Ok, power plants would probably continue to work unless something went wrong. The problem would be that the power consumers (mostly heavy industry) would fail, which would reduce electricity consumption, which ordinarily would lead to some power stations switching off while others would continue supplying the remaining load. Which probably would lead to something like the last East Coast blackout, i.e. one emergency overload trigger could cascade through all of the network and shut it off. Without anybody intervening, that would be it.

Getting a generator or solar panels to work is easy, so unless they're a TV show cast they'd probably manage it. But then your problems start:
- where do you get the fuel?
- where do you get spare parts?
It might work for a year or so without problems, but after maybe 20...50 years, you'll run out of spares.

Now for the networks you've been talking about:
- landline phones again are easy, the simplest military types don't even need grid power - just a hand-crank generator and a pair of wires between the two stations
- mobile phones are complicated, forget it
- ham radio might work - if at least one of your survivors is a ham operator
- internet basically yes (not a big problem to connect two computers), but what would be the point? All the servers (google, yahoo, ....) would be down, so it would be easier to just carry a USB stick around (that is, as long as you can keep the computers working)
- tv - getting your receiver to work shouldn't be a bigger problem than it is now, the problem is as with the internet, the stations need to be operated, otherwise all you're going to see is static

You might want to read 'The Last Man Alive' by Alexander Sutherland Neill. The book is a bit older (no internet in 1938...) but essentially describes your scenario - down to the last fight for an earthworm ;-)


--- Additional answers :-) ----

Looking up stuff on the internet: it's chancy, but if they're fast in noticing that the other people are missing/frozen, they just _might_ be able to download the offline/DVD version of wikipedia within the time the various back-up power supplies (internet provider, routers, wikipedia servers) will stay online. But books are a safer bet - and the only way to look up the repair manual for your generator.
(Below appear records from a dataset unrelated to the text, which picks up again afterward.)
use std::fmt;

#[derive(Copy, Clone, PartialEq, Eq, PartialOrd, Ord, Hash, Debug)]
pub enum Severity {
    /// Something about the program that might be unintended (eg. advice that never applies)
    Lint,
    Warning,

    /// A declaration or type could not be woven
    Error,
}

/// Where in the input a diagnostic comes from
///
/// Every part is optional since diagnostics can be about a declaration, a class, a member, or a
/// single instruction.
#[derive(Clone, PartialEq, Eq, Hash, Debug, Default)]
pub struct SourceLocation {
    /// Class, as a binary name
    pub class: Option<String>,

    /// Name from the `SourceFile` attribute
    pub source_file: Option<String>,

    /// Member, as `name` followed by its descriptor
    pub member: Option<String>,

    pub line: Option<u16>,
}

impl SourceLocation {
    pub fn class(class: impl Into<String>) -> SourceLocation {
        SourceLocation {
            class: Some(class.into()),
            ..SourceLocation::default()
        }
    }

    pub fn is_unknown(&self) -> bool {
        self.class.is_none() && self.source_file.is_none() && self.member.is_none()
    }
}

/// `File.java:12 (a/b/C.run()V)`, degrading gracefully when parts are missing
impl fmt::Display for SourceLocation {
    fn fmt(&self, f: &mut fmt::Formatter<'_>) -> fmt::Result {
        let mut wrote_file = false;
        if let Some(file) = &self.source_file {
            f.write_str(file)?;
            if let Some(line) = self.line {
                write!(f, ":{}", line)?;
            }
            wrote_file = true;
        }
        let described = match (&self.class, &self.member) {
            (Some(class), Some(member)) => Some(format!("{}.{}", class, member)),
            (Some(class), None) => Some(class.clone()),
            (None, Some(member)) => Some(member.clone()),
            (None, None) => None,
        };
        match (described, wrote_file) {
            (Some(described), true) => write!(f, " ({})", described),
            (Some(described), false) => f.write_str(&described),
            (None, true) => Ok(()),
            (None, false) => f.write_str("<unknown>"),
        }
    }
}

/// Problem found while weaving
///
/// Weaving never fails outright: anything that goes wrong with a declaration or a type is
/// reported this way and the rest of the work carries on.
#[derive(Clone, PartialEq, Eq, Debug)]
pub struct Diagnostic {
    pub severity: Severity,
    pub message: String,
    pub location: SourceLocation,
}

impl Diagnostic {
    pub fn error(message: impl Into<String>, location: SourceLocation) -> Diagnostic {
        Diagnostic {
            severity: Severity::Error,
            message: message.into(),
            location,
        }
    }

    pub fn warning(message: impl Into<String>, location: SourceLocation) -> Diagnostic {
        Diagnostic {
            severity: Severity::Warning,
            message: message.into(),
            location,
        }
    }

    pub fn lint(message: impl Into<String>, location: SourceLocation) -> Diagnostic {
        Diagnostic {
            severity: Severity::Lint,
            message: message.into(),
            location,
        }
    }
}

impl fmt::Display for Diagnostic {
    fn fmt(&self, f: &mut fmt::Formatter<'_>) -> fmt::Result {
        let severity = match self.severity {
            Severity::Lint => "lint",
            Severity::Warning => "warning",
            Severity::Error => "error",
        };
        if self.location.is_unknown() {
            write!(f, "{}: {}", severity, self.message)
        } else {
            write!(f, "{}: {}: {}", self.location, severity, self.message)
        }
    }
}

#[cfg(test)]
mod test {
    use super::*;

    #[test]
    fn render_locations() {
        let mut location = SourceLocation::class("a/B");
        assert_eq!(location.to_string(), "a/B");
        location.member = Some(String::from("run()V"));
        location.source_file = Some(String::from("B.java"));
        location.line = Some(12);
        assert_eq!(location.to_string(), "B.java:12 (a/B.run()V)");
        assert_eq!(SourceLocation::default().to_string(), "<unknown>");

        let diagnostic = Diagnostic::error("circular precedence", location);
        assert_eq!(
            diagnostic.to_string(),
            "B.java:12 (a/B.run()V): error: circular precedence"
        );
    }
}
Radio: as I said, shortwave/ham radio would be your best bet. Both for simplicity of operation and range - ordinary TV and FM is line-of-sight, i.e. you'd be as well off with a signalling fire, shortwave is over-the-horizon (up to and including once around the globe). The problem with radio/TV in general (no matter which type) is its energy consumption - and somebody somewhere must be listening on your frequency in order to establish contact.